What you are asked to do: Write out each entry again. Keep every word exactly as it is.
Given information Block Start
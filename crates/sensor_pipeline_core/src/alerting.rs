//! Alert derivation and the notification gates used by the handlers.

use chrono::{DateTime, Utc};
use serde_json::Value;

use crate::contract::{
    format_timestamp, record_ttl, require_device_id, AlertPayload, AlertRecord, DetectedLabel,
    MeasurementReport, MeasurementStatus, RecordType, SensorRecord, Severity, ValidationError,
    DEFAULT_ALERT_TYPE, NEW_ALERT_STATUS,
};
use crate::thresholds::MeasurementKind;

pub const NO_ISSUES_MESSAGE: &str = "No specific issues detected";
pub const DEFECT_MIN_CONFIDENCE: f64 = 80.0;
pub const DEFECT_KEYWORDS: [&str; 9] = [
    "crack",
    "scratch",
    "dent",
    "rust",
    "corrosion",
    "damage",
    "defect",
    "broken",
    "leak",
];
pub const PREDICTION_ANOMALY_THRESHOLD: f64 = 0.8;

impl AlertPayload {
    /// Reports that are present, in the fixed temperature-then-vibration order.
    pub fn measurements(&self) -> impl Iterator<Item = (MeasurementKind, &MeasurementReport)> {
        MeasurementKind::ALL
            .into_iter()
            .filter_map(|kind| self.report(kind).map(|report| (kind, report)))
    }

    pub fn report(&self, kind: MeasurementKind) -> Option<&MeasurementReport> {
        match kind {
            MeasurementKind::Temperature => self.temperature.as_ref(),
            MeasurementKind::Vibration => self.vibration.as_ref(),
        }
    }
}

pub fn calculate_severity(payload: &AlertPayload) -> Severity {
    let worst = payload
        .measurements()
        .filter_map(|(_, report)| report.status)
        .max();

    match worst {
        Some(MeasurementStatus::Critical) => Severity::Critical,
        Some(MeasurementStatus::Warning) => Severity::Warning,
        _ => Severity::Info,
    }
}

pub fn generate_alert_message(payload: &AlertPayload) -> String {
    let messages: Vec<String> = payload
        .measurements()
        .filter(|(_, report)| {
            report
                .status
                .is_some_and(|status| status != MeasurementStatus::Normal)
        })
        .map(|(kind, report)| {
            format!(
                "{} {}{unit} exceeds threshold {}{unit}",
                kind.label(),
                format_number(report.value),
                format_number(report.threshold),
                unit = kind.unit(),
            )
        })
        .collect();

    if messages.is_empty() {
        NO_ISSUES_MESSAGE.to_string()
    } else {
        messages.join(" and ")
    }
}

fn format_number(value: Option<f64>) -> String {
    match value {
        Some(number) => number.to_string(),
        None => "n/a".to_string(),
    }
}

pub fn alert_id(now: DateTime<Utc>) -> String {
    format!("alert_{}", now.format("%Y%m%d%H%M%S"))
}

pub fn process_alert(
    payload: &AlertPayload,
    now: DateTime<Utc>,
    retention_days: Option<u32>,
) -> Result<AlertRecord, ValidationError> {
    let device_id = require_device_id(payload.device_id.as_deref())?;
    let alert_type = payload
        .alert_type
        .as_deref()
        .map(str::trim)
        .filter(|value| !value.is_empty())
        .unwrap_or(DEFAULT_ALERT_TYPE)
        .to_string();

    Ok(AlertRecord {
        alert_id: alert_id(now),
        device_id,
        timestamp: format_timestamp(now),
        record_type: RecordType::Alert,
        alert_type,
        severity: calculate_severity(payload),
        message: generate_alert_message(payload),
        status: NEW_ALERT_STATUS.to_string(),
        ttl: record_ttl(now, retention_days),
    })
}

/// Preprocessor gate: a record is anomalous when any measurement is critical.
pub fn is_anomaly(record: &SensorRecord) -> bool {
    [record.temperature, record.vibration]
        .iter()
        .any(|measurement| measurement.status == MeasurementStatus::Critical)
}

pub fn is_defect_label(label: &DetectedLabel) -> bool {
    if label.confidence < DEFECT_MIN_CONFIDENCE {
        return false;
    }
    let name = label.name.to_ascii_lowercase();
    DEFECT_KEYWORDS.iter().any(|keyword| name.contains(keyword))
}

pub fn has_defects(labels: &[DetectedLabel]) -> bool {
    labels.iter().any(is_defect_label)
}

pub fn max_confidence(labels: &[DetectedLabel]) -> f64 {
    labels
        .iter()
        .map(|label| label.confidence)
        .fold(0.0, f64::max)
}

/// Pulls an anomaly score out of an inference response. Endpoints answer with
/// `{"anomaly_score": x}`, `{"score": x}`, `{"predictions": [x, ...]}` or a
/// bare number.
pub fn anomaly_score(prediction: &Value) -> Option<f64> {
    match prediction {
        Value::Number(number) => number.as_f64(),
        Value::Object(object) => ["anomaly_score", "anomalyScore", "score"]
            .iter()
            .find_map(|key| object.get(*key).and_then(Value::as_f64))
            .or_else(|| object.get("predictions").and_then(first_score)),
        Value::Array(_) => first_score(prediction),
        _ => None,
    }
}

fn first_score(value: &Value) -> Option<f64> {
    let first = value.as_array()?.first()?;
    match first {
        Value::Number(number) => number.as_f64(),
        Value::Object(_) => anomaly_score(first),
        _ => None,
    }
}

pub fn is_predicted_anomaly(score: Option<f64>) -> bool {
    score.is_some_and(|value| value >= PREDICTION_ANOMALY_THRESHOLD)
}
Given information Block End
Exercise output:
filename crates/sensor_pipeline_core/src/alerting.rs
//! Alert derivation and the notification gates used by the handlers.

use chrono::{DateTime, Utc};
use serde_json::Value;

use crate::contract::{
    format_timestamp, record_ttl, require_device_id, AlertPayload, AlertRecord, DetectedLabel,
    MeasurementReport, MeasurementStatus, RecordType, SensorRecord, Severity, ValidationError,
    DEFAULT_ALERT_TYPE, NEW_ALERT_STATUS,
};
use crate::thresholds::MeasurementKind;

pub const NO_ISSUES_MESSAGE: &str = "No specific issues detected";
pub const DEFECT_MIN_CONFIDENCE: f64 = 80.0;
pub const DEFECT_KEYWORDS: [&str; 9] = [
    "crack",
    "scratch",
    "dent",
    "rust",
    "corrosion",
    "damage",
    "defect",
    "broken",
    "leak",
];
pub const PREDICTION_ANOMALY_THRESHOLD: f64 = 0.8;

impl AlertPayload {
    /// Reports that are present, in the fixed temperature-then-vibration order.
    pub fn measurements(&self) -> impl Iterator<Item = (MeasurementKind, &MeasurementReport)> {
        MeasurementKind::ALL
            .into_iter()
            .filter_map(|kind| self.report(kind).map(|report| (kind, report)))
    }

    pub fn report(&self, kind: MeasurementKind) -> Option<&MeasurementReport> {
        match kind {
            MeasurementKind::Temperature => self.temperature.as_ref(),
            MeasurementKind::Vibration => self.vibration.as_ref(),
        }
    }
}

pub fn calculate_severity(payload: &AlertPayload) -> Severity {
    let worst = payload
        .measurements()
        .filter_map(|(_, report)| report.status)
        .max();

    match worst {
        Some(MeasurementStatus::Critical) => Severity::Critical,
        Some(MeasurementStatus::Warning) => Severity::Warning,
        _ => Severity::Info,
    }
}

pub fn generate_alert_message(payload: &AlertPayload) -> String {
    let messages: Vec<String> = payload
        .measurements()
        .filter(|(_, report)| {
            report
                .status
                .is_some_and(|status| status != MeasurementStatus::Normal)
        })
        .map(|(kind, report)| {
            format!(
                "{} {}{unit} exceeds threshold {}{unit}",
                kind.label(),
                format_number(report.value),
                format_number(report.threshold),
                unit = kind.unit(),
            )
        })
        .collect();

    if messages.is_empty() {
        NO_ISSUES_MESSAGE.to_string()
    } else {
        messages.join(" and ")
    }
}

fn format_number(value: Option<f64>) -> String {
    match value {
        Some(number) => number.to_string(),
        None => "n/a".to_string(),
    }
}

pub fn alert_id(now: DateTime<Utc>) -> String {
    format!("alert_{}", now.format("%Y%m%d%H%M%S"))
}

pub fn process_alert(
    payload: &AlertPayload,
    now: DateTime<Utc>,
    retention_days: Option<u32>,
) -> Result<AlertRecord, ValidationError> {
    let device_id = require_device_id(payload.device_id.as_deref())?;
    let alert_type = payload
        .alert_type
        .as_deref()
        .map(str::trim)
        .filter(|value| !value.is_empty())
        .unwrap_or(DEFAULT_ALERT_TYPE)
        .to_string();

    Ok(AlertRecord {
        alert_id: alert_id(now),
        device_id,
        timestamp: format_timestamp(now),
        record_type: RecordType::Alert,
        alert_type,
        severity: calculate_severity(payload),
        message: generate_alert_message(payload),
        status: NEW_ALERT_STATUS.to_string(),
        ttl: record_ttl(now, retention_days),
    })
}

/// Preprocessor gate: a record is anomalous when any measurement is critical.
pub fn is_anomaly(record: &SensorRecord) -> bool {
    [record.temperature, record.vibration]
        .iter()
        .any(|measurement| measurement.status == MeasurementStatus::Critical)
}

pub fn is_defect_label(label: &DetectedLabel) -> bool {
    if label.confidence < DEFECT_MIN_CONFIDENCE {
        return false;
    }
    let name = label.name.to_ascii_lowercase();
    DEFECT_KEYWORDS.iter().any(|keyword| name.contains(keyword))
}

pub fn has_defects(labels: &[DetectedLabel]) -> bool {
    labels.iter().any(is_defect_label)
}

pub fn max_confidence(labels: &[DetectedLabel]) -> f64 {
    labels
        .iter()
        .map(|label| label.confidence)
        .fold(0.0, f64::max)
}

/// Pulls an anomaly score out of an inference response. Endpoints answer with
/// `{"anomaly_score": x}`, `{"score": x}`, `{"predictions": [x, ...]}` or a
/// bare number.
pub fn anomaly_score(prediction: &Value) -> Option<f64> {
    match prediction {
        Value::Number(number) => number.as_f64(),
        Value::Object(object) => ["anomaly_score", "anomalyScore", "score"]
            .iter()
            .find_map(|key| object.get(*key).and_then(Value::as_f64))
            .or_else(|| object.get("predictions").and_then(first_score)),
        Value::Array(_) => first_score(prediction),
        _ => None,
    }
}

fn first_score(value: &Value) -> Option<f64> {
    let first = value.as_array()?.first()?;
    match first {
        Value::Number(number) => number.as_f64(),
        Value::Object(_) => anomaly_score(first),
        _ => None,
    }
}

pub fn is_predicted_anomaly(score: Option<f64>) -> bool {
    score.is_some_and(|value| value >= PREDICTION_ANOMALY_THRESHOLD)
}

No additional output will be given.